* **Work instructions**
Every line with the string "ConnectionManager" should be copied from the data.

* **Material to process**
* * * * *
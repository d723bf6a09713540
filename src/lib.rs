//! `ShowBay`: a task management record service.
//!
//! Tasks are created, read, partially updated, deleted, and listed over a
//! JSON HTTP API. Creation can optionally enrich a task with a snapshot of a
//! resource fetched from a remote HTTP service.
//!
//! # Architecture
//!
//! `ShowBay` follows hexagonal architecture principles:
//!
//! - **Domain**: field limits, validation, and the partial-update merge
//! - **Ports**: repository and enrichment client traits
//! - **Adapters**: `PostgreSQL`, in-memory, and `reqwest` implementations
//!
//! # Modules
//!
//! - [`task`]: Task lifecycle domain, ports, adapters, and service
//! - [`api`]: axum router and error translation
//! - [`config`]: Environment-driven process configuration

pub mod api;
pub mod config;
pub mod task;
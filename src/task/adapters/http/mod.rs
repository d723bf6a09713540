//! HTTP adapters for the enrichment port.

mod client;

pub use client::{DEFAULT_BASE_URL, DEFAULT_TIMEOUT, EnrichmentSettings, HttpEnrichmentClient};
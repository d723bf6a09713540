//! Explicitly configured `PostgreSQL` connection pool.

use super::repository::TaskPgPool;
use diesel::pg::PgConnection;
use diesel::r2d2::{ConnectionManager, Pool, PoolError};
use std::time::Duration;
use thiserror::Error;

/// Connection pool sizing and recycling options.
#[derive(Debug, Clone, PartialEq, Eq)]
pub struct PoolSettings {
    /// Connections kept open while idle.
    pub pool_size: u32,
    /// Extra connections allowed under load on top of `pool_size`.
    pub max_overflow: u32,
    /// Validate each connection before handing it out.
    pub pre_ping: bool,
    /// Maximum age of a connection before it is replaced.
    pub recycle_interval: Duration,
    /// How long to wait for a free connection.
    pub connection_timeout: Duration,
}

impl PoolSettings {
    /// Returns the hard upper bound on open connections.
    #[must_use]
    pub const fn max_connections(&self) -> u32 {
        self.pool_size.saturating_add(self.max_overflow)
    }
}

impl Default for PoolSettings {
    fn default() -> Self {
        Self {
            pool_size: 10,
            max_overflow: 20,
            pre_ping: true,
            recycle_interval: Duration::from_secs(300),
            connection_timeout: Duration::from_secs(30),
        }
    }
}

/// Errors raised while building the pool.
#[derive(Debug, Error)]
pub enum PoolSetupError {
    /// `pool_size` must allow at least one connection.
    #[error("pool size must be at least 1")]
    EmptyPool,
    /// The pool could not open its initial connections.
    #[error("failed to build connection pool: {0}")]
    Build(#[from] PoolError),
}

/// Builds the pool shared by task repositories.
///
/// # Errors
///
/// Returns [`PoolSetupError::EmptyPool`] for a zero `pool_size`, or
/// [`PoolSetupError::Build`] when the initial connections cannot be opened.
pub fn build_pool(
    database_url: &str,
    settings: &PoolSettings,
) -> Result<TaskPgPool, PoolSetupError> {
    if settings.pool_size == 0 {
        return Err(PoolSetupError::EmptyPool);
    }
    let manager = ConnectionManager::<PgConnection>::new(database_url);
    let pool = Pool::builder()
        .max_size(settings.max_connections())
        .min_idle(Some(settings.pool_size))
        .test_on_check_out(settings.pre_ping)
        .max_lifetime(Some(settings.recycle_interval))
        .connection_timeout(settings.connection_timeout)
        .build(manager)?;
    Ok(pool)
}
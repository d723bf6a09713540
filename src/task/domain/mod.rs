//! Domain model for task lifecycle management.
//!
//! The task domain owns field limits, validation, and the partial-update
//! merge while keeping all infrastructure concerns outside of the domain
//! boundary.

mod error;
mod ids;
mod patch;
mod query;
mod task;
mod validation;

pub use error::{FieldViolation, TaskValidationError, ViolationRule, ViolationSource};
pub use ids::{ExternalId, TaskId};
pub use patch::{FieldUpdate, TaskPatch};
pub use query::{DEFAULT_LIMIT, DEFAULT_SKIP, MAX_LIMIT, PageRequest, TaskFilter, TaskPage, TaskQuery};
pub use task::{NewTask, PersistedTaskData, Task, TaskChanges, TaskDraft, TaskInput};
pub use validation::{
    DEFAULT_PRIORITY, DEFAULT_STATUS, DESCRIPTION_MAX_CHARS, PRIORITY_MAX_CHARS, STATUS_MAX_CHARS,
    TITLE_MAX_CHARS, USER_ID_MAX_CHARS,
};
* * * * *
* **Written reply**
use diesel::r2d2::{ConnectionManager, Pool, PoolError};
    let manager = ConnectionManager::<PgConnection>::new(database_url);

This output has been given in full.